Repeat Spawners

'Reconditioning' steelhead kelts to improve their chances of successfully spawning more than once may boost Snake River B-run steelhead, a threatened species, beyond the threshold for recovery.

 

A unique approach that takes advantage of a unique characteristic of steelhead – unlike salmon, steelhead can spawn more than once – may be the thing that saves some threatened and endangered steelhead populations in the Columbia River Basin from extinction.

A steelhead that has returned from the ocean and spawned is called a kelt. For 16 years, the Columbia River Inter-Tribal Fish Commission and its member tribes have been experimenting with kelts, honing the practice of “reconditioning” the fish to get them to spawn again.
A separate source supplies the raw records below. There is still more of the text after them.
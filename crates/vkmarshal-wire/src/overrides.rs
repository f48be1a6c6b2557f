//! Per-command hooks around the default encode/decode walk, and the
//! mapped-memory coherence protocol built on them.

use std::collections::HashMap;
use std::sync::Arc;

use dashmap::DashMap;
use tracing::{debug, warn};
use vkmarshal_types::VulkanApi;

use crate::error::WireError;
use crate::stream::{WireReader, WireSink};
use crate::value::{StructValue, Value};

/// `VK_WHOLE_SIZE`
pub const WHOLE_SIZE: u64 = u64::MAX;

/// Host-visible memory mapped on one side, keyed by that side's
/// `VkDeviceMemory` handle.
#[derive(Default)]
pub struct MappedRegions {
    regions: DashMap<u64, Vec<u8>>,
}

impl MappedRegions {
    pub fn new() -> Self {
        Self::default()
    }

    pub fn map(&self, memory: u64, bytes: Vec<u8>) {
        self.regions.insert(memory, bytes);
    }

    pub fn unmap(&self, memory: u64) -> Option<Vec<u8>> {
        self.regions.remove(&memory).map(|(_, v)| v)
    }

    pub fn size(&self, memory: u64) -> Option<u64> {
        self.regions.get(&memory).map(|r| r.len() as u64)
    }

    pub fn read(&self, memory: u64, offset: u64, len: u64) -> Option<Vec<u8>> {
        let region = self.regions.get(&memory)?;
        let start = offset as usize;
        let end = start.checked_add(len as usize)?;
        region.get(start..end).map(<[u8]>::to_vec)
    }

    /// Copy `bytes` to `offset`. Returns false when the range falls outside
    /// the region or the memory is not mapped.
    pub fn write(&self, memory: u64, offset: u64, bytes: &[u8]) -> bool {
        let Some(mut region) = self.regions.get_mut(&memory) else {
            return false;
        };
        let start = offset as usize;
        match region.get_mut(start..start + bytes.len()) {
            Some(dst) => {
                dst.copy_from_slice(bytes);
                true
            }
            None => false,
        }
    }
}

/// What an override sees of the call in flight.
pub struct OverrideContext<'a> {
    pub api: &'a VulkanApi,
    /// Parameter values as this side holds them: application handles on
    /// the guest, driver handles on the host.
    pub params: &'a [(String, Value)],
    pub memory: &'a MappedRegions,
}

/// Replaces slots of the default body for one command. `write_payload` and
/// `read_payload` run right after the parameters; `write_response` and
/// `read_response` run after the outputs and before the return value.
pub trait CommandOverride: Send + Sync {
    fn write_payload(&self, _ctx: &OverrideContext<'_>, _out: &mut dyn WireSink) -> Result<(), WireError> {
        Ok(())
    }

    fn read_payload(&self, _ctx: &OverrideContext<'_>, _input: &mut WireReader<'_>) -> Result<(), WireError> {
        Ok(())
    }

    fn write_response(&self, _ctx: &OverrideContext<'_>, _out: &mut dyn WireSink) -> Result<(), WireError> {
        Ok(())
    }

    fn read_response(&self, _ctx: &OverrideContext<'_>, _input: &mut WireReader<'_>) -> Result<(), WireError> {
        Ok(())
    }
}

#[derive(Clone, Default)]
pub struct OverrideTable {
    entries: HashMap<String, Arc<dyn CommandOverride>>,
}

impl OverrideTable {
    pub fn new() -> Self {
        Self::default()
    }

    /// The flush and invalidate payloads.
    pub fn defaults() -> Self {
        let mut table = Self::new();
        table.insert("vkFlushMappedMemoryRanges", Arc::new(FlushMappedRanges));
        table.insert("vkInvalidateMappedMemoryRanges", Arc::new(InvalidateMappedRanges));
        table
    }

    pub fn insert(&mut self, api: impl Into<String>, entry: Arc<dyn CommandOverride>) {
        self.entries.insert(api.into(), entry);
    }

    pub fn get(&self, api: &str) -> Option<&Arc<dyn CommandOverride>> {
        self.entries.get(api)
    }

    pub fn len(&self) -> usize {
        self.entries.len()
    }

    pub fn is_empty(&self) -> bool {
        self.entries.is_empty()
    }
}

// ── Mapped memory payloads ──────────────────────────────────────────────

struct Range {
    memory: u64,
    offset: u64,
    size: u64,
}

fn field(range: &StructValue, name: &str) -> Result<u64, WireError> {
    range
        .get(name)
        .and_then(Value::as_u64)
        .ok_or_else(|| WireError::ValueShape(format!("VkMappedMemoryRange.{name} missing")))
}

fn mapped_ranges(ctx: &OverrideContext<'_>) -> Result<Vec<Range>, WireError> {
    let param = ctx
        .api
        .parameters
        .iter()
        .find(|p| p.type_name == "VkMappedMemoryRange" && p.is_pointer())
        .ok_or_else(|| WireError::ValueShape(format!("{} has no VkMappedMemoryRange parameter", ctx.api.name)))?;
    let value = crate::value::lookup(ctx.params, &param.param_name).unwrap_or(&Value::Null);
    value
        .structs()
        .into_iter()
        .map(|r| {
            Ok(Range {
                memory: field(r, "memory")?,
                offset: field(r, "offset")?,
                size: field(r, "size")?,
            })
        })
        .collect()
}

/// Stream each range as a 64-bit length followed by its bytes; zero means
/// no mapping on the sending side.
fn send_ranges(ctx: &OverrideContext<'_>, out: &mut dyn WireSink) -> Result<(), WireError> {
    for range in mapped_ranges(ctx)? {
        let bytes = ctx.memory.size(range.memory).and_then(|total| {
            let len = if range.size == WHOLE_SIZE {
                total.saturating_sub(range.offset)
            } else {
                range.size
            };
            ctx.memory.read(range.memory, range.offset, len)
        });
        match bytes {
            Some(bytes) => {
                out.put_be64(bytes.len() as u64);
                out.put_bytes(&bytes);
            }
            None => out.put_be64(0),
        }
    }
    Ok(())
}

/// Land each streamed range in this side's mapping, or skip it.
fn receive_ranges(ctx: &OverrideContext<'_>, input: &mut WireReader<'_>) -> Result<(), WireError> {
    for range in mapped_ranges(ctx)? {
        let len = input.get_be64()?;
        if len == 0 {
            continue;
        }
        let bytes = input.read_bytes(len as usize)?;
        if !ctx.memory.write(range.memory, range.offset, bytes) {
            warn!(memory = range.memory, len, "range not mapped on this side; skipped");
        } else {
            debug!(memory = range.memory, offset = range.offset, len, "mapped range updated");
        }
    }
    Ok(())
}

/// Guest writes flushed ranges after the parameters; the host copies them
/// into its mapping before the driver call.
pub struct FlushMappedRanges;

impl CommandOverride for FlushMappedRanges {
    fn write_payload(&self, ctx: &OverrideContext<'_>, out: &mut dyn WireSink) -> Result<(), WireError> {
        send_ranges(ctx, out)
    }

    fn read_payload(&self, ctx: &OverrideContext<'_>, input: &mut WireReader<'_>) -> Result<(), WireError> {
        receive_ranges(ctx, input)
    }
}

/// Host sends invalidated ranges after the outputs; the guest copies them
/// into its mapping.
pub struct InvalidateMappedRanges;

impl CommandOverride for InvalidateMappedRanges {
    fn write_response(&self, ctx: &OverrideContext<'_>, out: &mut dyn WireSink) -> Result<(), WireError> {
        send_ranges(ctx, out)
    }

    fn read_response(&self, ctx: &OverrideContext<'_>, input: &mut WireReader<'_>) -> Result<(), WireError> {
        receive_ranges(ctx, input)
    }
}

#[cfg(test)]
mod tests {
    use super::*;

    #[test]
    fn regions_bound_reads_and_writes() {
        let regions = MappedRegions::new();
        regions.map(7, vec![0; 16]);
        assert!(regions.write(7, 4, &[1, 2, 3]));
        assert_eq!(regions.read(7, 4, 3), Some(vec![1, 2, 3]));
        assert!(!regions.write(7, 15, &[1, 2]));
        assert_eq!(regions.read(7, 10, 10), None);
        assert!(!regions.write(8, 0, &[1]));
        assert_eq!(regions.size(7), Some(16));
        assert_eq!(regions.unmap(7).map(|r| r.len()), Some(16));
        assert_eq!(regions.size(7), None);
    }

    #[test]
    fn defaults_cover_flush_and_invalidate() {
        let table = OverrideTable::defaults();
        assert_eq!(table.len(), 2);
        assert!(table.get("vkFlushMappedMemoryRanges").is_some());
        assert!(table.get("vkInvalidateMappedMemoryRanges").is_some());
        assert!(table.get("vkCreateBuffer").is_none());
    }
}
The tribes have been conducting long-term kelt reconditioning experiments in the Yakima River and then in other locations for less time, including the Snake, Okanogan, Deschutes, and Hood rivers.

In December, the Council approved the next step in the master plan for kelt reconditioning, construction of a $2 million production facility at the Nez Perce Tribal Hatchery in Lapwai, Idaho. The money will be provided by the Bonneville Power Administration, which supports reconditioning Snake River B-run steelhead, a threatened species.

NOAA Fisheries, the federal agency that implements the ESA for salmon and steelhead in the Northwest, calls for a 6-percent improvement in the productivity of B-run steelhead in the Snake River, one of two runs in the Snake Basin, by reconditioning kelts and/or improving in-stream passage through the hydropower system. NOAA’s biological opinion on federal dam operations to protect listed fish species concludes that reconditioning is likely to yield enough additional spawning steelhead to exceed the threshold level for recovery of the B-run species. In fact, research to date indicates that long-term reconditioning of kelt steelhead can greatly increase the number of repeat spawners compared to leaving the fish in the river to spawn again on their own.

Reconditioning involves capturing downstream-migrating fish, screening them into a bypass system, holding them in a large tank, feeding them, keeping them until they are considered “rematured,” and then releasing them from late March through October into their natal waters. The project aims to increase the lifetime reproductive success of wild steelhead and assist with their recovery. While kelts are abundant in the Columbia, repeat spawners are rare, according to the tribal researchers. Kelts are almost always females, and artificially reconditioned kelts appear to find their way home with what the researchers call “high fidelity.”